THE INPUT:
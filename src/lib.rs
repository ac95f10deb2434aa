//! A library to generate tint and shade color palettes from base hex colors.
//!
//! Given one or more base colors, the engine produces an ordered sequence of
//! [`Swatch`]es per color: progressively darker shades, the base itself, and
//! progressively lighter tints. A base color can also be expanded into
//! harmonically related hues (complementary, split-complementary, analogous,
//! triadic) before palette generation.
//!
//! Everything is pure computation: no I/O, no shared state, identical inputs
//! always produce identical palettes.
//!
//! ```
//! let palettes = tincture::Palette::from_input("#0af, ff0000")
//!     .step_count(10)
//!     .generate()
//!     .unwrap();
//!
//! assert_eq!(palettes.len(), 2);
//! assert_eq!(palettes[0].base().hex().as_str(), "#00aaff");
//! ```

mod color;
mod harmony;
mod swatch;
mod tint_shade;

/// Step count used when the caller does not supply one.
pub const DEFAULT_STEP_COUNT: u32 = 10;
/// Smallest accepted step count.
pub const MIN_STEP_COUNT: u32 = 1;
/// Largest accepted step count.
pub const MAX_STEP_COUNT: u32 = 50;

pub use crate::{
    color::{is_valid_hex, normalize_hex, rgb255_to_hex, HexColor, Hsl, Rgb255},
    harmony::{calculate_related_hexes, expand_related_hexes, PaletteType},
    swatch::{format_step_label, Role, Swatch},
    tint_shade::generate_palette,
};

/// Ways a generation request can fail.
///
/// Both variants describe bad user input, never a system fault; the caller is
/// expected to surface the message and take no further action.
#[derive(Debug, Clone, PartialEq, Eq, thiserror::Error)]
pub enum Error {
    /// The raw input held no tokens at all.
    #[error("please enter at least one hex color")]
    EmptyInput,
    /// A token failed validation. Carries the raw token as the user typed it.
    #[error("invalid hex color: \"{0}\"; use 3- or 6-digit hex, optionally prefixed with '#'")]
    InvalidHexToken(String),
    /// The step count fell outside the accepted range.
    #[error("step count must be between {min} and {max}, got {0}", min = MIN_STEP_COUNT, max = MAX_STEP_COUNT)]
    InvalidStepCount(u32),
}

/// The generated tint/shade palette for a single base color.
#[derive(Debug, Clone, PartialEq)]
#[cfg_attr(feature = "serde", derive(serde::Serialize, serde::Deserialize))]
pub struct Palette {
    base: HexColor,
    swatches: Vec<Swatch>,
}

/// Builder for one generation request, possibly spanning multiple base colors.
pub struct PaletteBuilder<'a> {
    input: &'a str,
    step_count: u32,
    palette_type: PaletteType,
    include_palette: bool,
}

impl Palette {
    /// Start a generation request from raw free-text input.
    ///
    /// The input may hold several colors separated by whitespace and/or
    /// commas; each may be 3- or 6-digit hex with an optional `#` prefix.
    pub fn from_input(input: &str) -> PaletteBuilder<'_> {
        PaletteBuilder::from_input(input)
    }

    /// The base color this palette was generated from.
    pub fn base_hex(&self) -> &HexColor {
        &self.base
    }

    /// All swatches in emission order: shades, base, tints.
    pub fn swatches(&self) -> &[Swatch] {
        &self.swatches
    }

    /// The single base swatch (step 0).
    pub fn base(&self) -> &Swatch {
        self.swatches
            .iter()
            .find(|s| s.role() == Role::Base)
            .unwrap_or(&self.swatches[0]) // a palette always holds a base swatch
    }

    /// Shade swatches sorted by ascending step: lightest shade first.
    pub fn shades(&self) -> Vec<&Swatch> {
        self.sorted_role(Role::Shade)
    }

    /// Tint swatches sorted by ascending step: darkest tint first.
    pub fn tints(&self) -> Vec<&Swatch> {
        self.sorted_role(Role::Tint)
    }

    fn sorted_role(&self, role: Role) -> Vec<&Swatch> {
        let mut swatches: Vec<&Swatch> = self.swatches.iter().filter(|s| s.role() == role).collect();
        swatches.sort_by(|a, b| a.step().total_cmp(&b.step()));
        swatches
    }
}

impl<'a> PaletteBuilder<'a> {
    pub fn from_input(input: &'a str) -> Self {
        Self {
            input,
            step_count: DEFAULT_STEP_COUNT,
            palette_type: PaletteType::default(),
            include_palette: false,
        }
    }

    /// Number of steps each way; the step percent is `100 / step_count`.
    pub fn step_count(self, step_count: u32) -> Self {
        Self { step_count, ..self }
    }

    /// Harmony rule used when expansion is enabled.
    pub fn palette_type(self, palette_type: PaletteType) -> Self {
        Self { palette_type, ..self }
    }

    /// Whether to expand each base color into its related hues first.
    pub fn include_palette(self, include_palette: bool) -> Self {
        Self {
            include_palette,
            ..self
        }
    }

    /// Run the request, producing one palette per resolved base color.
    ///
    /// Fails fast: the first invalid token aborts the whole request and no
    /// palettes are produced for earlier valid tokens. Repeated colors are
    /// not deduplicated and yield repeated palettes.
    pub fn generate(self) -> Result<Vec<Palette>, Error> {
        if !(MIN_STEP_COUNT..=MAX_STEP_COUNT).contains(&self.step_count) {
            return Err(Error::InvalidStepCount(self.step_count));
        }

        let hexes = parse_hex_list(self.input)?;
        let hexes = if self.include_palette {
            expand_related_hexes(&hexes, self.palette_type)
        } else {
            hexes
        };

        let step_percent = 100.0 / f64::from(self.step_count);

        Ok(hexes
            .into_iter()
            .map(|base| Palette {
                swatches: generate_palette(&base, step_percent),
                base,
            })
            .collect())
    }
}

/// Split raw free-text input into validated base colors.
///
/// Tokens are separated by any run of whitespace and/or commas; empty tokens
/// are dropped. Each token is normalized and validated, and the first invalid
/// one fails the whole request with the raw token in the error.
pub fn parse_hex_list(input: &str) -> Result<Vec<HexColor>, Error> {
    let mut hexes = Vec::new();

    for token in input.split(|c: char| c.is_whitespace() || c == ',') {
        if token.is_empty() {
            continue;
        }

        hexes.push(HexColor::new(token)?);
    }

    if hexes.is_empty() {
        return Err(Error::EmptyInput);
    }

    Ok(hexes)
}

EXERCISE INSTRUCTIONS:
Write only the number of lines in the entries where the string "Debug" occurs.

ANSWER SECTION:
2